-- Task data follows --

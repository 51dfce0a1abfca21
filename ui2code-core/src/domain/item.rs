use serde::{Deserialize, Serialize};
use std::path::{Path, PathBuf};

pub const ITEM_DIR_PREFIX: &str = "item_";
pub const SCREENSHOT_FILE: &str = "screenshot.png";
pub const ASSETS_DIR: &str = "assets";
pub const UNKNOWN_ITEM_ID: &str = "unknown_item";

/// One dataset unit: `item_<id>/{screenshot.png, assets/*, index.jsx?}`.
#[derive(Debug, Clone, PartialEq, Eq, Serialize, Deserialize)]
pub struct DatasetItem {
    pub id: String,
    pub root: PathBuf,
    pub screenshot: PathBuf,
}

impl DatasetItem {
    /// Item rooted at an `item_*` directory.
    pub fn from_dir(root: impl Into<PathBuf>) -> Self {
        let root = root.into();
        let screenshot = root.join(SCREENSHOT_FILE);
        Self {
            id: Self::id_for_dir(&root),
            root,
            screenshot,
        }
    }

    /// Item owning the given screenshot; the item root is its parent directory.
    pub fn from_screenshot(screenshot: impl Into<PathBuf>) -> Self {
        let screenshot = screenshot.into();
        let root = screenshot
            .parent()
            .map(Path::to_path_buf)
            .unwrap_or_default();
        Self {
            id: Self::id_for_dir(&root),
            root,
            screenshot,
        }
    }

    /// Directories not named `item_*` map to [`UNKNOWN_ITEM_ID`].
    fn id_for_dir(root: &Path) -> String {
        match root.file_name().and_then(|n| n.to_str()) {
            Some(name) if name.starts_with(ITEM_DIR_PREFIX) => name.to_string(),
            _ => UNKNOWN_ITEM_ID.to_string(),
        }
    }

    pub fn assets_dir(&self) -> PathBuf {
        self.root.join(ASSETS_DIR)
    }

    pub fn ground_truth_path(&self, file_name: &str) -> PathBuf {
        self.root.join(file_name)
    }

    pub fn has_screenshot(&self) -> bool {
        self.screenshot.is_file()
    }

    pub fn is_identified(&self) -> bool {
        self.id != UNKNOWN_ITEM_ID
    }
}
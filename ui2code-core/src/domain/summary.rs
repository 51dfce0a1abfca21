use serde::{Deserialize, Serialize};

/// Aggregate statistics for a whole run.
///
/// Rates are fractions of `total_items` (every `item_*` directory found,
/// including skipped ones). Means only cover items whose stage succeeded.
#[derive(Debug, Clone, Default, PartialEq, Serialize, Deserialize)]
pub struct RunSummary {
    pub total_items: usize,
    pub processed_items: usize,
    pub skipped_items: usize,
    pub generation_successes: usize,
    pub rendering_successes: usize,
    pub generation_success_rate: f64,
    pub rendering_success_rate: f64,
    pub mean_code_similarity: f64,
    pub mean_visual_similarity: f64,
}

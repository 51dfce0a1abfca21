use std::path::PathBuf;
use std::time::Duration;
use thiserror::Error;

#[derive(Error, Debug)]
pub enum CoreError {
    #[error("Validation error: {0}")]
    Validation(String),

    #[error("Configuration error: {0}")]
    Configuration(String),

    #[error("Not found: {0}")]
    NotFound(String),

    #[error("I/O error: {0}")]
    Io(String),

    #[error("Internal error: {0}")]
    Internal(String),

    #[error("Serialization error: {0}")]
    Serialization(String),
}

pub type Result<T> = std::result::Result<T, CoreError>;

impl From<serde_json::Error> for CoreError {
    fn from(err: serde_json::Error) -> Self {
        CoreError::Serialization(err.to_string())
    }
}

impl From<std::io::Error> for CoreError {
    fn from(err: std::io::Error) -> Self {
        CoreError::Io(err.to_string())
    }
}

impl From<validator::ValidationErrors> for CoreError {
    fn from(err: validator::ValidationErrors) -> Self {
        CoreError::Validation(err.to_string())
    }
}

/// Failure of the model call for one item.
///
/// Client crates wrap their own error type in [`GenerationError::Request`] so
/// the pipeline can record the message without knowing the transport.
#[derive(Error, Debug)]
pub enum GenerationError {
    #[error("{0}")]
    Request(Box<dyn std::error::Error + Send + Sync>),

    #[error("model returned no message content")]
    EmptyResponse,
}

impl GenerationError {
    pub fn request<E>(err: E) -> Self
    where
        E: std::error::Error + Send + Sync + 'static,
    {
        GenerationError::Request(Box::new(err))
    }
}

/// Failure of the external component renderer.
#[derive(Error, Debug)]
pub enum RenderError {
    #[error("renderer command is empty")]
    NotConfigured,

    #[error("renderer executable not found: {0}")]
    ExecutableNotFound(String),

    #[error("renderer exited with {}: {stderr}", exit_label(.code))]
    NonZeroExit { code: Option<i32>, stderr: String },

    #[error("renderer timed out after {0:?}")]
    Timeout(Duration),

    #[error("could not prepare output directory {}: {message}", .path.display())]
    OutputDir { path: PathBuf, message: String },

    #[error("renderer I/O error: {0}")]
    Io(#[from] std::io::Error),
}

fn exit_label(code: &Option<i32>) -> String {
    match code {
        Some(code) => format!("status {}", code),
        None => "a signal".to_string(),
    }
}
//! Output formatting for CLI

use anyhow::Result;
use clap::ValueEnum;
use colored::Colorize;
use comfy_table::{modifiers::UTF8_ROUND_CORNERS, presets::UTF8_FULL, Cell, Color, Table};
use indicatif::{ProgressBar, ProgressStyle};
use serde::Serialize;
use std::path::Path;
use std::time::Duration;
use ui2code_core::{DatasetItem, ItemResult, RunSummary};
use ui2code_workflow::{ItemOutcome, RunObserver, RunReport};

/// Output format for CLI commands
#[derive(Debug, Clone, Copy, Default, ValueEnum, PartialEq, Eq)]
pub enum OutputFormat {
    /// Tables and progress on the terminal (default)
    #[default]
    Table,
    /// Machine-readable JSON on stdout
    Json,
}

impl std::fmt::Display for OutputFormat {
    fn fmt(&self, f: &mut std::fmt::Formatter<'_>) -> std::fmt::Result {
        match self {
            Self::Table => write!(f, "table"),
            Self::Json => write!(f, "json"),
        }
    }
}

/// Output writer that handles different formats
pub struct OutputWriter {
    format: OutputFormat,
}

impl OutputWriter {
    /// Create a new output writer
    pub fn new(format: OutputFormat, no_color: bool) -> Self {
        if no_color {
            colored::control::set_override(false);
        }
        Self { format }
    }

    /// Write a single item
    pub fn write<T: Serialize + TableDisplay>(&self, item: &T) -> Result<()> {
        match self.format {
            OutputFormat::Table => item.display_single(),
            OutputFormat::Json => println!("{}", serde_json::to_string_pretty(item)?),
        }
        Ok(())
    }

    /// Write a list of items
    pub fn write_list<T: Serialize + TableDisplay>(&self, items: &[T], headers: &[&str]) -> Result<()> {
        match self.format {
            OutputFormat::Table => {
                if items.is_empty() {
                    println!("{}", "No items found.".dimmed());
                    return Ok(());
                }

                let mut table = new_table(headers);
                for item in items {
                    table.add_row(item.to_row());
                }

                println!("{table}");
            }
            OutputFormat::Json => {
                println!("{}", serde_json::to_string_pretty(items)?);
            }
        }
        Ok(())
    }

    /// Print the per-item table and the run summary.
    pub fn write_report(&self, report: &RunReport) -> Result<()> {
        if self.format == OutputFormat::Json {
            println!("{}", serde_json::to_string_pretty(report)?);
            return Ok(());
        }

        let rows: Vec<ItemRow<'_>> = report.results.iter().map(ItemRow).collect();
        print_section("Items");
        self.write_list(
            &rows,
            &["Item", "Status", "Generated", "Rendered", "Code Sim", "SSIM", "Errors"],
        )?;

        print_section("Summary");
        print_field("Run directory", &report.run_dir.display().to_string());
        print_field("Summary file", &report.summary_path.display().to_string());
        let elapsed = report.finished_at.signed_duration_since(report.started_at);
        print_field(
            "Duration",
            &format_duration(elapsed.to_std().unwrap_or_default()),
        );
        println!("{}", summary_table(&report.summary));
        Ok(())
    }

    /// Write a success message
    pub fn success(&self, message: &str) {
        if self.format == OutputFormat::Table {
            println!("{} {}", "✓".green(), message);
        } else {
            eprintln!("{}", message);
        }
    }

    /// Write an error message
    pub fn error(&self, message: &str) {
        if self.format == OutputFormat::Table {
            eprintln!("{} {}", "✗".red(), message);
        } else {
            eprintln!("Error: {}", message);
        }
    }

    /// Write a warning message
    pub fn warning(&self, message: &str) {
        if self.format == OutputFormat::Table {
            println!("{} {}", "⚠".yellow(), message);
        } else {
            eprintln!("Warning: {}", message);
        }
    }

    /// Write an info message
    pub fn info(&self, message: &str) {
        if self.format == OutputFormat::Table {
            println!("{} {}", "ℹ".blue(), message);
        } else {
            eprintln!("{}", message);
        }
    }

    /// Progress reporting for a batch run. Silent in JSON mode so stdout
    /// stays parseable.
    pub fn run_progress(&self) -> RunProgress {
        RunProgress {
            bar: (self.format == OutputFormat::Table).then(progress_bar),
        }
    }
}

fn progress_bar() -> ProgressBar {
    let pb = ProgressBar::new(0);
    let style = ProgressStyle::default_bar()
        .template("{spinner:.green} [{bar:40.cyan/blue}] {pos}/{len} {msg}")
        .map(|s| s.progress_chars("█▉▊▋▌▍▎▏ "))
        .unwrap_or_else(|_| ProgressStyle::default_bar());
    pb.set_style(style);
    pb.enable_steady_tick(Duration::from_millis(100));
    pb
}

fn new_table(headers: &[&str]) -> Table {
    let mut table = Table::new();
    table.load_preset(UTF8_FULL);
    table.apply_modifier(UTF8_ROUND_CORNERS);
    table.set_header(
        headers
            .iter()
            .map(|h| Cell::new(h).fg(Color::Cyan))
            .collect::<Vec<_>>(),
    );
    table
}

/// Progress bar plus the per-item console summary.
pub struct RunProgress {
    bar: Option<ProgressBar>,
}

impl RunProgress {
    pub fn finish(&self) {
        if let Some(bar) = &self.bar {
            bar.finish_and_clear();
        }
    }
}

impl RunObserver for RunProgress {
    fn run_started(&self, total: usize, run_dir: &Path) {
        if let Some(bar) = &self.bar {
            bar.set_length(total as u64);
            bar.println(format!(
                "{} Writing results to {}",
                "ℹ".blue(),
                run_dir.display()
            ));
        }
    }

    fn item_started(&self, _index: usize, _total: usize, item: &DatasetItem) {
        if let Some(bar) = &self.bar {
            bar.set_message(item.id.clone());
        }
    }

    fn item_skipped(&self, item: &DatasetItem) {
        if let Some(bar) = &self.bar {
            bar.println(format!(
                "{} {} skipped: no {}",
                "⚠".yellow(),
                item.id,
                ui2code_core::SCREENSHOT_FILE
            ));
            bar.inc(1);
        }
    }

    fn item_finished(&self, index: usize, total: usize, outcome: &ItemOutcome) {
        if let Some(bar) = &self.bar {
            bar.println(item_line(index, total, &outcome.result));
            bar.inc(1);
        }
    }
}

/// One console line per processed item, plus its error notes if any.
pub fn item_line(index: usize, total: usize, result: &ItemResult) -> String {
    let m = &result.metrics;
    let mark = if result.is_success() {
        "✓".green()
    } else {
        "✗".red()
    };
    let mut line = format!(
        "{} [{}/{}] {}  generated: {}  rendered: {}  code: {}  ssim: {}",
        mark,
        index,
        total,
        result.item_id.bold(),
        yes_no(m.generation_success),
        yes_no(m.rendering_success),
        format_score(m.code_similarity_score),
        format_score(m.visual_similarity_ssim_score),
    );
    if m.has_errors() {
        line.push_str(&format!("\n    {} {}", "errors:".dimmed(), m.error_details.trim_end()));
    }
    line
}

/// Report row for one item.
#[derive(Debug, Serialize)]
#[serde(transparent)]
struct ItemRow<'a>(&'a ItemResult);

impl TableDisplay for ItemRow<'_> {
    fn to_row(&self) -> Vec<Cell> {
        let r = self.0;
        let m = &r.metrics;
        vec![
            Cell::new(&r.item_id),
            Cell::new(status_badge(r.status.as_str())),
            Cell::new(yes_no(m.generation_success)),
            Cell::new(yes_no(m.rendering_success)),
            Cell::new(format_score(m.code_similarity_score)),
            Cell::new(format_score(m.visual_similarity_ssim_score)),
            Cell::new(if m.has_errors() { m.error_details.trim_end() } else { "-" }),
        ]
    }

    fn display_single(&self) {
        let r = self.0;
        print_section(&r.item_id);
        print_field("Status", &status_badge(r.status.as_str()));
        print_field("Message", &r.message);
    }
}

fn summary_table(summary: &RunSummary) -> Table {
    let mut table = new_table(&["Metric", "Value"]);
    let rows = [
        ("Items found", summary.total_items.to_string()),
        ("Processed", summary.processed_items.to_string()),
        ("Skipped", summary.skipped_items.to_string()),
        (
            "Generation success",
            format!(
                "{}/{} ({})",
                summary.generation_successes,
                summary.total_items,
                format_percent(summary.generation_success_rate)
            ),
        ),
        (
            "Rendering success",
            format!(
                "{}/{} ({})",
                summary.rendering_successes,
                summary.total_items,
                format_percent(summary.rendering_success_rate)
            ),
        ),
        ("Mean code similarity", format_score(summary.mean_code_similarity)),
        ("Mean visual similarity (SSIM)", format_score(summary.mean_visual_similarity)),
    ];
    for (name, value) in rows {
        table.add_row(vec![Cell::new(name), Cell::new(value)]);
    }
    table
}

/// Trait for displaying items in a table
pub trait TableDisplay {
    /// Convert item to a table row
    fn to_row(&self) -> Vec<Cell>;

    /// Display a single item in detail
    fn display_single(&self);
}

/// Print a key-value pair in detail format
pub fn print_field(key: &str, value: &str) {
    println!("  {}: {}", key.cyan(), value);
}

/// Print an optional key-value pair
pub fn print_optional_field(key: &str, value: Option<&str>) {
    if let Some(v) = value {
        print_field(key, v);
    }
}

/// Print a section header
pub fn print_section(title: &str) {
    println!("\n{}", title.bold().underline());
}

pub fn format_score(score: f64) -> String {
    format!("{:.4}", score)
}

pub fn format_percent(rate: f64) -> String {
    format!("{:.2}%", rate * 100.0)
}

pub fn format_duration(duration: Duration) -> String {
    let secs = duration.as_secs();
    if secs >= 3600 {
        format!("{}h {}m {}s", secs / 3600, (secs % 3600) / 60, secs % 60)
    } else if secs >= 60 {
        format!("{}m {}s", secs / 60, secs % 60)
    } else {
        format!("{:.1}s", duration.as_secs_f64())
    }
}

fn yes_no(flag: bool) -> String {
    if flag {
        "yes".green().to_string()
    } else {
        "no".red().to_string()
    }
}

/// Status badge with color
pub fn status_badge(status: &str) -> String {
    match status.to_lowercase().as_str() {
        "success" => status.to_string().green().to_string(),
        "error" => status.to_string().red().to_string(),
        _ => status.to_string(),
    }
}
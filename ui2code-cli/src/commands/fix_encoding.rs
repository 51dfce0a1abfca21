//! Prompt file re-encoding
//!
//! Prompt files saved by some editors are GBK rather than UTF-8. This command
//! leaves UTF-8 files alone and rewrites anything else as UTF-8, decoding it
//! as GBK with replacement characters for invalid sequences.

use anyhow::{Context as _, Result};
use clap::Args;
use comfy_table::Cell;
use encoding_rs::GBK;
use serde::Serialize;
use std::path::{Path, PathBuf};
use tracing::{info, warn};

use crate::context::Context;
use crate::output::{print_field, TableDisplay};

#[derive(Debug, Args)]
pub struct FixEncodingArgs {
    /// Files to check (defaults to the configured prompt files)
    #[arg(value_name = "FILES")]
    pub files: Vec<PathBuf>,
}

/// What happened to one file
#[derive(Debug, Clone, Copy, PartialEq, Eq, Serialize)]
#[serde(rename_all = "snake_case")]
pub enum EncodingOutcome {
    Missing,
    AlreadyUtf8,
    Converted,
    /// Converted, but some bytes were not valid GBK either
    ConvertedLossy,
}

impl EncodingOutcome {
    pub fn describe(self) -> &'static str {
        match self {
            Self::Missing => "not found, skipped",
            Self::AlreadyUtf8 => "already UTF-8",
            Self::Converted => "converted from GBK",
            Self::ConvertedLossy => "converted from GBK with replacements",
        }
    }
}

/// Re-encode `path` as UTF-8 if it is not already.
pub fn convert_to_utf8(path: &Path) -> Result<EncodingOutcome> {
    let bytes = match std::fs::read(path) {
        Ok(bytes) => bytes,
        Err(e) if e.kind() == std::io::ErrorKind::NotFound => {
            warn!(path = %path.display(), "File not found, skipping");
            return Ok(EncodingOutcome::Missing);
        }
        Err(e) => return Err(e).with_context(|| format!("Failed to read {:?}", path)),
    };

    if std::str::from_utf8(&bytes).is_ok() {
        info!(path = %path.display(), "Already UTF-8");
        return Ok(EncodingOutcome::AlreadyUtf8);
    }

    let (text, had_errors) = GBK.decode_without_bom_handling(&bytes);
    std::fs::write(path, text.as_bytes())
        .with_context(|| format!("Failed to write {:?}", path))?;

    info!(path = %path.display(), lossy = had_errors, "Converted to UTF-8");
    Ok(if had_errors {
        EncodingOutcome::ConvertedLossy
    } else {
        EncodingOutcome::Converted
    })
}

#[derive(Debug, Serialize)]
struct FileReport {
    path: String,
    outcome: EncodingOutcome,
}

impl TableDisplay for FileReport {
    fn to_row(&self) -> Vec<Cell> {
        vec![Cell::new(&self.path), Cell::new(self.outcome.describe())]
    }

    fn display_single(&self) {
        print_field(&self.path, self.outcome.describe());
    }
}

/// Execute the fix-encoding command
pub fn execute(ctx: &Context, args: FixEncodingArgs) -> Result<()> {
    let files = if args.files.is_empty() {
        let prompts = &ctx.config.evaluation.prompts;
        vec![prompts.system.clone(), prompts.user_template.clone()]
    } else {
        args.files
    };

    let mut reports = Vec::with_capacity(files.len());
    for path in files {
        let outcome = convert_to_utf8(&path)?;
        if outcome == EncodingOutcome::Missing {
            ctx.output
                .warning(&format!("{} not found, skipped", path.display()));
        }
        reports.push(FileReport {
            path: path.display().to_string(),
            outcome,
        });
    }

    ctx.output.write_list(&reports, &["File", "Result"])
}

#[cfg(test)]
mod tests {
    use super::*;
    use pretty_assertions::assert_eq;

    #[test]
    fn test_utf8_file_untouched() {
        let dir = tempfile::TempDir::new().unwrap();
        let path = dir.path().join("prompt.txt");
        std::fs::write(&path, "你好, prompt").unwrap();

        assert_eq!(convert_to_utf8(&path).unwrap(), EncodingOutcome::AlreadyUtf8);
        assert_eq!(std::fs::read_to_string(&path).unwrap(), "你好, prompt");
    }

    #[test]
    fn test_gbk_file_converted() {
        let dir = tempfile::TempDir::new().unwrap();
        let path = dir.path().join("prompt.txt");
        // "你好" in GBK
        std::fs::write(&path, [0xC4, 0xE3, 0xBA, 0xC3]).unwrap();

        assert_eq!(convert_to_utf8(&path).unwrap(), EncodingOutcome::Converted);
        assert_eq!(std::fs::read_to_string(&path).unwrap(), "你好");
    }

    #[test]
    fn test_invalid_bytes_replaced() {
        let dir = tempfile::TempDir::new().unwrap();
        let path = dir.path().join("prompt.txt");
        std::fs::write(&path, [b'a', 0xFF, b'b']).unwrap();

        assert_eq!(convert_to_utf8(&path).unwrap(), EncodingOutcome::ConvertedLossy);
        assert_eq!(std::fs::read_to_string(&path).unwrap(), "a\u{FFFD}b");
    }

    #[test]
    fn test_missing_file_skipped() {
        let dir = tempfile::TempDir::new().unwrap();
        let outcome = convert_to_utf8(&dir.path().join("missing.txt")).unwrap();
        assert_eq!(outcome, EncodingOutcome::Missing);
    }
}
use ui2code_core::{ItemResult, RunSummary};

/// Run-level statistics over item results.
pub struct MetricAggregator;

impl MetricAggregator {
    /// Arithmetic mean; 0.0 for an empty slice.
    pub fn mean(values: &[f64]) -> f64 {
        if values.is_empty() {
            return 0.0;
        }
        values.iter().sum::<f64>() / values.len() as f64
    }

    /// `count / total`; 0.0 when `total` is zero.
    pub fn rate(count: usize, total: usize) -> f64 {
        if total == 0 {
            return 0.0;
        }
        count as f64 / total as f64
    }

    /// Code similarity of every item whose generation succeeded.
    pub fn code_scores(results: &[ItemResult]) -> Vec<f64> {
        results
            .iter()
            .filter(|r| r.metrics.generation_success)
            .map(|r| r.metrics.code_similarity_score)
            .collect()
    }

    /// SSIM of every item whose rendering succeeded.
    pub fn visual_scores(results: &[ItemResult]) -> Vec<f64> {
        results
            .iter()
            .filter(|r| r.metrics.rendering_success)
            .map(|r| r.metrics.visual_similarity_ssim_score)
            .collect()
    }

    /// Builds the run summary. `total_items` counts every item directory
    /// found, including those skipped for a missing screenshot.
    pub fn summarize(results: &[ItemResult], total_items: usize) -> RunSummary {
        let code_scores = Self::code_scores(results);
        let visual_scores = Self::visual_scores(results);

        RunSummary {
            total_items,
            processed_items: results.len(),
            skipped_items: total_items.saturating_sub(results.len()),
            generation_successes: code_scores.len(),
            rendering_successes: visual_scores.len(),
            generation_success_rate: Self::rate(code_scores.len(), total_items),
            rendering_success_rate: Self::rate(visual_scores.len(), total_items),
            mean_code_similarity: Self::mean(&code_scores),
            mean_visual_similarity: Self::mean(&visual_scores),
        }
    }
}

-- Task data concluded --

Once you have identified the lines above that contain "match", copy each of them.

        match root.file_name().and_then(|n| n.to_str()) {
    match code {
        match self {
        match self.format {
        match self.format {
    match status.to_lowercase().as_str() {
        match self {
    let bytes = match std::fs::read(path) {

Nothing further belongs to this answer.